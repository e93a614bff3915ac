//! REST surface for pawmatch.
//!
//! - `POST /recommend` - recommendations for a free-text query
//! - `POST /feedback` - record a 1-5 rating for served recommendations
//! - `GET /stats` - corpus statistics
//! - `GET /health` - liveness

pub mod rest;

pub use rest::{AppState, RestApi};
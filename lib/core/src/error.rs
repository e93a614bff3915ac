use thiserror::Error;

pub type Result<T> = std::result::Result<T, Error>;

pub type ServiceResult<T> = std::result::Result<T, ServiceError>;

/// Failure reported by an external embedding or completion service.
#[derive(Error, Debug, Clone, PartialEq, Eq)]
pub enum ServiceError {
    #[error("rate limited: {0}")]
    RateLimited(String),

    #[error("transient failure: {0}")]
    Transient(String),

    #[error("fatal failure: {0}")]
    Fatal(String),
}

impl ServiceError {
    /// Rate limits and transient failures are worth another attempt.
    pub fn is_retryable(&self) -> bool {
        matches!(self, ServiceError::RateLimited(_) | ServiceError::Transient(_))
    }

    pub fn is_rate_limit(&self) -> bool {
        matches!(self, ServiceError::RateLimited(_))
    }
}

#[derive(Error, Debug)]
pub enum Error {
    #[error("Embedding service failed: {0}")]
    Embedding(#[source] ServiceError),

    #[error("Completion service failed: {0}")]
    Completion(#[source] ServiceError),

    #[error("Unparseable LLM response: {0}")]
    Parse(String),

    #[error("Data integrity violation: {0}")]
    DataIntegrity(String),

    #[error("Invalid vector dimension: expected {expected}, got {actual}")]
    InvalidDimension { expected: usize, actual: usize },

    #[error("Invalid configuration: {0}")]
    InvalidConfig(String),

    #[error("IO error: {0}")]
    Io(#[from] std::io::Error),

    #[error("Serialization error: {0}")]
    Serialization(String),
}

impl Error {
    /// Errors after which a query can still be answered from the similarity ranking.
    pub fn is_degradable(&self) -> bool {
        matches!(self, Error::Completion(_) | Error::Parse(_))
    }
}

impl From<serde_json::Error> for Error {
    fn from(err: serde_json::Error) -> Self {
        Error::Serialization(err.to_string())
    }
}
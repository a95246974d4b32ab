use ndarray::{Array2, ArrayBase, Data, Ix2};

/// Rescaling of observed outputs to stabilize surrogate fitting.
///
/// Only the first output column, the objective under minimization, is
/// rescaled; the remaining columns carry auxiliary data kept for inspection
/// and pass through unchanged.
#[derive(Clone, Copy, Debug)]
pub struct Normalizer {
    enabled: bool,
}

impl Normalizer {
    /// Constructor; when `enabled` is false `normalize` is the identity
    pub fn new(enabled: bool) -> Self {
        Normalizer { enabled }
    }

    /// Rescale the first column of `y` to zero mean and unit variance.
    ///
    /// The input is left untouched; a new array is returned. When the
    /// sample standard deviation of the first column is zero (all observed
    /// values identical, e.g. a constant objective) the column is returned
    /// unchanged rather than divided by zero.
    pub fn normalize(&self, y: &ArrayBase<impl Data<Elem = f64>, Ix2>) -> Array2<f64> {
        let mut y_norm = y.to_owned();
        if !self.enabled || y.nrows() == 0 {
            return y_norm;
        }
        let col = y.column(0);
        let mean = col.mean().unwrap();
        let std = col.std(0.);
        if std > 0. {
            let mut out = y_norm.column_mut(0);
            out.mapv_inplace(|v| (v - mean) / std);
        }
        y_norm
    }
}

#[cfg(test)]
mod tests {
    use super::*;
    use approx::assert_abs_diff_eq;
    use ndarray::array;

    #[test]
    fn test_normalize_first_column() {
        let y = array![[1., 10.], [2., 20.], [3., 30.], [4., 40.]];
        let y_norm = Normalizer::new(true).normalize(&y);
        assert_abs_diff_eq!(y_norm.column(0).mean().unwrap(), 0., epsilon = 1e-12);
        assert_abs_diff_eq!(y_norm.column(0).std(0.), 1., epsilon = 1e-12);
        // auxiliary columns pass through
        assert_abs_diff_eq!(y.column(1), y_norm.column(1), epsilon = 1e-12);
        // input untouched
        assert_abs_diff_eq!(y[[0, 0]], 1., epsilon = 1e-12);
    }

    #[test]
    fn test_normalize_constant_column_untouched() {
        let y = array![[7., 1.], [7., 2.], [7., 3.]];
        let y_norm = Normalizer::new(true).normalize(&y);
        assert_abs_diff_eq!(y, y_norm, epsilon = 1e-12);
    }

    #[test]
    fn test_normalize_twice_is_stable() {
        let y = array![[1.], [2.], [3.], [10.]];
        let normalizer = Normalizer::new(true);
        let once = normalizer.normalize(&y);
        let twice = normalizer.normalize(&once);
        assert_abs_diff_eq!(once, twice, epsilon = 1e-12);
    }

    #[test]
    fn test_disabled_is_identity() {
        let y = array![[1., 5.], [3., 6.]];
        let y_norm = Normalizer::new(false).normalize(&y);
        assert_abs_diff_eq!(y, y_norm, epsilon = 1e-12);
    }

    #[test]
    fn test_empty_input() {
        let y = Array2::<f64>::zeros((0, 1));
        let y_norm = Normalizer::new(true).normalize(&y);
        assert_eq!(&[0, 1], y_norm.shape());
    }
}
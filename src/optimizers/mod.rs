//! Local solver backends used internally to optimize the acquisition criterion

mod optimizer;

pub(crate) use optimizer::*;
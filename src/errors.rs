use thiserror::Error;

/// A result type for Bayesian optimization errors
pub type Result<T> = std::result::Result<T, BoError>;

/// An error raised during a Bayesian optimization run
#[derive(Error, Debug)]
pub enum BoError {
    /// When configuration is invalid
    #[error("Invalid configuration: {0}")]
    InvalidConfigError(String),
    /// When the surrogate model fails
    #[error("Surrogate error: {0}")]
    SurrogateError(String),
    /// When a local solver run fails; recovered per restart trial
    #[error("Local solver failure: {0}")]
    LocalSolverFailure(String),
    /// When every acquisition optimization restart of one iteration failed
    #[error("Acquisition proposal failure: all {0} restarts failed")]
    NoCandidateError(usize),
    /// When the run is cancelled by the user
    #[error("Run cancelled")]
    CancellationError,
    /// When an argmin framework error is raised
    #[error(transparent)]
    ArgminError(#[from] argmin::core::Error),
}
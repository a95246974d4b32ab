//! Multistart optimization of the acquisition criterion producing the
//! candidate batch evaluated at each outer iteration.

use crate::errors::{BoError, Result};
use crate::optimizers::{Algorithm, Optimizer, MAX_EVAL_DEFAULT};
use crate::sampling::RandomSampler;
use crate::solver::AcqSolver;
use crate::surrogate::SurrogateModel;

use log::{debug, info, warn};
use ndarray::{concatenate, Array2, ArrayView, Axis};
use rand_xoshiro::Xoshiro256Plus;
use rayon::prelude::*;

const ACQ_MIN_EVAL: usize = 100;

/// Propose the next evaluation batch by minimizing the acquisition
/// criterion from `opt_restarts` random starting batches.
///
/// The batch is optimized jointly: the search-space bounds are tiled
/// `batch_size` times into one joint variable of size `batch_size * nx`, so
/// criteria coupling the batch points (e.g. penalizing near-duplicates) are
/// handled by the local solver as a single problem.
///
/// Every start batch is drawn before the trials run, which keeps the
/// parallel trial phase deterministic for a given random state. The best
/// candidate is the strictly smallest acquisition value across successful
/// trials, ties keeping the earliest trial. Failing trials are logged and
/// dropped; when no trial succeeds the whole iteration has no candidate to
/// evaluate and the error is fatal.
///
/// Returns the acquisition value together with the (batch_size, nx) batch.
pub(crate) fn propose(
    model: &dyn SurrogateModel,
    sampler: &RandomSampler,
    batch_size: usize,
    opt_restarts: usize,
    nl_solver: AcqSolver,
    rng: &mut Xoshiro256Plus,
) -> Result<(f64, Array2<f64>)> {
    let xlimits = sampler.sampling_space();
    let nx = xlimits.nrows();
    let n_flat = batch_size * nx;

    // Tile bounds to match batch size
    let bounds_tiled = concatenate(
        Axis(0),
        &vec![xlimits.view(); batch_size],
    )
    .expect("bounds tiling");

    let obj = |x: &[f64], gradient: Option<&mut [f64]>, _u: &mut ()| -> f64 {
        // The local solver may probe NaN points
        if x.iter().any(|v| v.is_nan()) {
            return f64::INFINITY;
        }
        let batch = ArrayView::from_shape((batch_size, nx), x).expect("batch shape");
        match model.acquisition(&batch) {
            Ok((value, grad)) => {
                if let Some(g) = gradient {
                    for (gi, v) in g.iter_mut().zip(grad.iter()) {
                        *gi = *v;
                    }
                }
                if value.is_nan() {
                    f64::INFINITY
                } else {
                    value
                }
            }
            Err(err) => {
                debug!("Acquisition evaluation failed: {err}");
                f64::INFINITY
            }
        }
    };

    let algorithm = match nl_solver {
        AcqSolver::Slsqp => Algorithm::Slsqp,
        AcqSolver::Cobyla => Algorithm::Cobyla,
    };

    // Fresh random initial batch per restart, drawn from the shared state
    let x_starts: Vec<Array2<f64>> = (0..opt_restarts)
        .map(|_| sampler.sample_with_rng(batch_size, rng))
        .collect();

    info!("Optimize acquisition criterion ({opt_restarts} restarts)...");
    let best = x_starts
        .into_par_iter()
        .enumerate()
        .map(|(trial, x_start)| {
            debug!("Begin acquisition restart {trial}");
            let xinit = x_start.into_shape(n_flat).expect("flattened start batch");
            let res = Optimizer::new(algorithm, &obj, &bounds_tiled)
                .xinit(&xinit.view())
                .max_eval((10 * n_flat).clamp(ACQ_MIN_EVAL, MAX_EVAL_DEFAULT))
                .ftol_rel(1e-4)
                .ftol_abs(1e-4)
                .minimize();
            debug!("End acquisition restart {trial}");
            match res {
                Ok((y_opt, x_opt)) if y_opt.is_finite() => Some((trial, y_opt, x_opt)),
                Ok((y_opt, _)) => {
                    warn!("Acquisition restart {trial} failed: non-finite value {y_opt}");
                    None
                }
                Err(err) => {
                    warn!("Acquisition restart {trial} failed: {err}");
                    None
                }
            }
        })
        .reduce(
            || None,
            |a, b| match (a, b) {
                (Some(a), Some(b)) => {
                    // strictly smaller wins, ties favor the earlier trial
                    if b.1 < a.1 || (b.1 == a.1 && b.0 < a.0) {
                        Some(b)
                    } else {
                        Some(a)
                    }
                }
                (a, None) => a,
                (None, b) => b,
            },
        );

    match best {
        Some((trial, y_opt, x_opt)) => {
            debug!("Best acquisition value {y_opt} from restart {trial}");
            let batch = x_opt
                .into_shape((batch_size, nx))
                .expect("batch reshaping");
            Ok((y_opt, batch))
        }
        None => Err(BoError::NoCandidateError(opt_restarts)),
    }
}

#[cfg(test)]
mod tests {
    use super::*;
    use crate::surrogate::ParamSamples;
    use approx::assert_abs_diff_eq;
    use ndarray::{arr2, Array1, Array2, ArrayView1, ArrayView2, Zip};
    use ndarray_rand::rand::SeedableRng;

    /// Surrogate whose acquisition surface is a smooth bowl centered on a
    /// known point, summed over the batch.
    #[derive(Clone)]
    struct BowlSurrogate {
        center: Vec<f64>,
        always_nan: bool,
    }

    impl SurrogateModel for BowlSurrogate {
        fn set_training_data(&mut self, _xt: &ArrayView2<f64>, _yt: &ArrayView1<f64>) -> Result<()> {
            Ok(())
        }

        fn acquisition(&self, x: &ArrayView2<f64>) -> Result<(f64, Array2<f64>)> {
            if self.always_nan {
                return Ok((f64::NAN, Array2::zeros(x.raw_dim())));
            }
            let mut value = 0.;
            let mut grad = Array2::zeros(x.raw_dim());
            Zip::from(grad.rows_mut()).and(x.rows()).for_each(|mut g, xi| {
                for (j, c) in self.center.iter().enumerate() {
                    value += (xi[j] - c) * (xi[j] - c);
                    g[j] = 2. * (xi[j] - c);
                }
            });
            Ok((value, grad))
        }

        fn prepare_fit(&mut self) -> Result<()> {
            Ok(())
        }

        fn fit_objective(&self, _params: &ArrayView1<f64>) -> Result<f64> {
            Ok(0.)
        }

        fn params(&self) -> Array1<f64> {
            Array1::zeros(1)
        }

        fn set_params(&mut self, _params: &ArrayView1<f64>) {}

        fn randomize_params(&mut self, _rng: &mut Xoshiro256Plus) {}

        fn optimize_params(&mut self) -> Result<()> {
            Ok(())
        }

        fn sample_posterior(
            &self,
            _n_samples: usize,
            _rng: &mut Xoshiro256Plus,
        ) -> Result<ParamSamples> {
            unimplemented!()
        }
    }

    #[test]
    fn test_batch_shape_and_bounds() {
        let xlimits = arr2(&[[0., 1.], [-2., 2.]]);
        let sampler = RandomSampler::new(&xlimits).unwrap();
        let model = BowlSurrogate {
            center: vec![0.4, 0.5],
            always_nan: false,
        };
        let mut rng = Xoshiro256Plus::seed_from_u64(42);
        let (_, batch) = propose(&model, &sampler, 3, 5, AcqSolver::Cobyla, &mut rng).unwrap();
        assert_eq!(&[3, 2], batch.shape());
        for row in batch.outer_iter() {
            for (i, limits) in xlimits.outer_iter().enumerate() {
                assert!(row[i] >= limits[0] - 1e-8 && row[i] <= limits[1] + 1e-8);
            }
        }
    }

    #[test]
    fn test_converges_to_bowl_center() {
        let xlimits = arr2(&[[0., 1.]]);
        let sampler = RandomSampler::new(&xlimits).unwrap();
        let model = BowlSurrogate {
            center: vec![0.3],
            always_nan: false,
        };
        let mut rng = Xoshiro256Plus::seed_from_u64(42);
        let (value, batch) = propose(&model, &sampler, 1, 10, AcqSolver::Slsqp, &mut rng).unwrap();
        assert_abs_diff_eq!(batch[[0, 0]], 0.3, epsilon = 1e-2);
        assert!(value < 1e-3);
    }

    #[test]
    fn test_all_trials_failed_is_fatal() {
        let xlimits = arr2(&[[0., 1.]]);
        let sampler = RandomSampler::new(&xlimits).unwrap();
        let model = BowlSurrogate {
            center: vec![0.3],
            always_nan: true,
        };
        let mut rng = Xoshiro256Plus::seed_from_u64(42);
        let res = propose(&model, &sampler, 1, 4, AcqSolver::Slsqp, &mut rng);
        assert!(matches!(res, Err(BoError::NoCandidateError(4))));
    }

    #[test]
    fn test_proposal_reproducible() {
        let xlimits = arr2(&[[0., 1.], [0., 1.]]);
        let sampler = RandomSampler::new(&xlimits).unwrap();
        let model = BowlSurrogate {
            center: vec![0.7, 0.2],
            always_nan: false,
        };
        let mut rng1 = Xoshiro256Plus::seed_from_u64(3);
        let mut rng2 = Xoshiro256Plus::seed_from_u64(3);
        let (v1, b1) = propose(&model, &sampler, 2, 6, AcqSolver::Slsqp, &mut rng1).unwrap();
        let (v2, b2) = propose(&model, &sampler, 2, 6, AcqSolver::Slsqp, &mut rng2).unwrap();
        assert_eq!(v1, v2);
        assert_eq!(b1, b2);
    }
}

• • •

**TASK REQUIREMENTS**. Which lines of the records above hold the word "Some"? Copy each one out.

**EXERCISE OUTPUT**.
                if let Some(g) = gradient {
                Ok((y_opt, x_opt)) if y_opt.is_finite() => Some((trial, y_opt, x_opt)),
                (Some(a), Some(b)) => {
                        Some(b)
                        Some(a)
        Some((trial, y_opt, x_opt)) => {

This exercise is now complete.